Only one escaped the madness of that murderous place. Just one. The Unbeliever, the most fallen of those disreputable dirty rogue soldiers, the one who had been alone and friendless the longest…
Only he survived, if surviving it was. Survived to wander the arid vastness of the Forever Plain in the Withered Land… ****
The Knight was wandering two leagues out from the southernmost edges of the Forever Plain when he’d happened on the boy. The lad had been wandering alone, without water, stumbling and crawling out from the cracked and featureless expanse of dead soil, a sea of grit barely covering a wide equatorial scar of volcanic rock, and he was nearly mad with exhaustion, feverish and hallucinatory from exposure and exertion.
He’d held The Object clutched in a near death-grip in his skinny fist.
At the edges of the Wastes, the sparsely-populated territory beyond the Plain, there was a thick rolling cloud of fog, fleece-white and smudged with charcoal, where bizarre lights danced within, glowing red and amber. A flock of armored birds, flapping membranous wings of speckled, wart-covered skin, flew high over the fogbank. The Knight watched the flock and saw they studiously avoided any contact with the thick cottony mists.
That was a bad sign.
The Knight rode a tall four-legged steed, a long-faced, stalk-legged reptilian beast with a flowing mane of coarse hair and a long, segmented saurian tail that ended in a bony spiked ball resembling a battle mace. The beast hated him. He hated it. They relied on one another with a trust born of experience and expediency. They had traveled together for almost two years, enduring sandstorms, rainstorms, hail and lightning, hungry dune-spiders and the fury of marauding caravan-bandits. They survived an epic journey across the Forever Plain because they were together and each knew it.
So when the Knight pulled lightly on the chain-link reins attached to the steed’s harness, he did not expect it to rear up into the air, lashing its legs and kicking, and then growl and scoot sideways away from the prone, unmoving body of the boy in tattered clothes.
The steed was a killing machine in its prime. It feared nothing.
Yet it would not approach the boy holding the stone and glass Object.
The Knight wasn’t stupid. There was more here than met the eye.
Beyond the boy, lying on his side, one thin leg slightly bent, at the edges of the fog, sat an old woman in a rickety chair, under a wooden slat-parasol, straggly silver hair wrapped in a soiled bandana. She watched him approach with the patience and nervous anticipation of a madwoman.
“Smart animal”, she commented in a hoarse voice that spoke of grain alcohol and hard-living. Her accent was strong and it was the accent of a Northerner, a wind-worshipper from the icy hills and cliffs of the region called Jaggerheim, an unimaginably far distance away from the Plains, past the equatorial Wastes, on the top of the world, where day lasted months at a time and true night never fell, where the only respite from constant dazzling day was a month-long twilight once every three years.
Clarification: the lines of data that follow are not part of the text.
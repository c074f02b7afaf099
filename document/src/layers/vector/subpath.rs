use super::Bezier;

use glam::DVec2;
use serde::{Deserialize, Serialize};

/// A single anchor with up to two optional associated handles along a [`Subpath`].
#[derive(Copy, Clone, Debug, PartialEq, Serialize, Deserialize)]
pub struct ManipulatorGroup {
	pub anchor: DVec2,
	pub in_handle: Option<DVec2>,
	pub out_handle: Option<DVec2>,
}

impl ManipulatorGroup {
	pub fn new(anchor: DVec2, in_handle: Option<DVec2>, out_handle: Option<DVec2>) -> Self {
		Self { anchor, in_handle, out_handle }
	}

	pub fn new_anchor(anchor: DVec2) -> Self {
		Self::new(anchor, None, None)
	}

	/// The segment from this group to `end_group`, using this group's out handle and the end group's in handle.
	pub fn to_bezier(&self, end_group: &ManipulatorGroup) -> Bezier {
		let start = self.anchor;
		let end = end_group.anchor;

		match (self.out_handle, end_group.in_handle) {
			(Some(handle1), Some(handle2)) => Bezier::from_cubic_dvec2(start, handle1, handle2, end),
			(Some(handle), None) | (None, Some(handle)) => Bezier::from_quadratic_dvec2(start, handle, end),
			(None, None) => Bezier::from_linear_dvec2(start, end),
		}
	}
}

/// An open or closed path made of [`Bezier`] segments between consecutive manipulator groups.
#[derive(Clone, Debug, PartialEq, Default, Serialize, Deserialize)]
pub struct Subpath {
	manipulator_groups: Vec<ManipulatorGroup>,
	pub closed: bool,
}

/// Iterates over each segment of a [`Subpath`], including the closing segment of a closed one.
pub struct SubpathIter<'a> {
	index: usize,
	subpath: &'a Subpath,
}

impl Iterator for SubpathIter<'_> {
	type Item = Bezier;

	fn next(&mut self) -> Option<Self::Item> {
		let groups = &self.subpath.manipulator_groups;
		if self.index >= self.subpath.len_segments() {
			return None;
		}
		let start_index = self.index;
		let end_index = (self.index + 1) % groups.len();
		self.index += 1;

		Some(groups[start_index].to_bezier(&groups[end_index]))
	}
}

impl Subpath {
	pub fn new(manipulator_groups: Vec<ManipulatorGroup>, closed: bool) -> Self {
		Self { manipulator_groups, closed }
	}

	pub fn manipulator_groups(&self) -> &[ManipulatorGroup] {
		&self.manipulator_groups
	}

	pub fn len(&self) -> usize {
		self.manipulator_groups.len()
	}

	pub fn is_empty(&self) -> bool {
		self.manipulator_groups.is_empty()
	}

	/// Number of segments, counting the closing one.
	pub fn len_segments(&self) -> usize {
		match self.manipulator_groups.len() {
			0 => 0,
			len => len - 1 + usize::from(self.closed),
		}
	}

	pub fn iter(&self) -> SubpathIter<'_> {
		SubpathIter { index: 0, subpath: self }
	}

	pub fn to_bez_path(&self) -> kurbo::BezPath {
		let mut path = kurbo::BezPath::new();
		let Some(first) = self.manipulator_groups.first() else { return path };

		path.move_to((first.anchor.x, first.anchor.y));
		for segment in self.iter() {
			segment.append_to_bez_path(&mut path);
		}
		if self.closed {
			path.close_path();
		}
		path
	}
}

#[cfg(test)]
mod tests {
	use super::*;
	use crate::layers::vector::BezierHandles;

	fn triangle(closed: bool) -> Subpath {
		Subpath::new(
			vec![
				ManipulatorGroup::new_anchor(DVec2::new(0., 0.)),
				ManipulatorGroup::new(DVec2::new(10., 0.), Some(DVec2::new(5., -5.)), None),
				ManipulatorGroup::new_anchor(DVec2::new(10., 10.)),
			],
			closed,
		)
	}

	#[test]
	fn open_subpath_has_one_segment_per_pair() {
		let segments: Vec<_> = triangle(false).iter().collect();
		assert_eq!(segments.len(), 2);
		assert_eq!(segments[0].handles, BezierHandles::Quadratic { handle: DVec2::new(5., -5.) });
		assert_eq!(segments[1].handles, BezierHandles::Linear);
	}

	#[test]
	fn closed_subpath_returns_to_start() {
		let segments: Vec<_> = triangle(true).iter().collect();
		assert_eq!(segments.len(), 3);
		assert_eq!(segments[2].start, DVec2::new(10., 10.));
		assert_eq!(segments[2].end, DVec2::new(0., 0.));
	}

	#[test]
	fn empty_subpath_has_no_segments() {
		assert_eq!(Subpath::default().iter().count(), 0);
		assert!(Subpath::default().to_bez_path().elements().is_empty());
	}
}
use crate::error::ImportError;
use crate::foreign::ForeignLayer;

use glam::DVec2;
use image::RgbaImage;
use log::debug;
use strata_document::layers::layer_info::Layer;

/// Converts a pixel layer. Layers without pixels are skipped rather than reported.
pub fn convert_pixel_layer(layer: &ForeignLayer) -> Result<Option<Layer>, ImportError> {
	let Some(raster) = layer.raster.as_ref().filter(|raster| raster.width > 0 && raster.height > 0) else {
		debug!("Skipping pixel layer {:?} without pixels", layer.name);
		return Ok(None);
	};

	let expected = raster.width as usize * raster.height as usize * 4;
	let actual = raster.data.len();
	let image = RgbaImage::from_raw(raster.width, raster.height, raster.data.clone())
		.ok_or_else(|| ImportError::DecodeFailure(format!("a {}x{} raster needs {expected} bytes but {actual} were given", raster.width, raster.height)))?;

	let (left, top) = layer.offset;
	let converted = Layer::new_image(image, layer.name.clone())
		.with_position(DVec2::new(left as f64, top as f64))
		.with_visibility(layer.visible);
	Ok(Some(converted))
}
Jaggerheim was one of the first places in the Withered Land where the Long Death had begun, two centuries ago, after the flaming meteor swarm had fallen from the iron-colored sky, after the scientists had discovered the huge rent, a tear, in the deepness of the sky, a hole in space. They had named that slash in the fabric of the universe, “The Wound”. Jaggerheim was one of the few places in existence where you could see it without the aid of a telescope. There, in the gray hills of the wind-lashed northern climes, they could see The Wound as clearly as they could see the fading illumination of their twin suns. When the Long Death descended on them all, it was the first place to see The End coming. There were supposedly no survivors from the ice-palace cities of that brutal frigid clime.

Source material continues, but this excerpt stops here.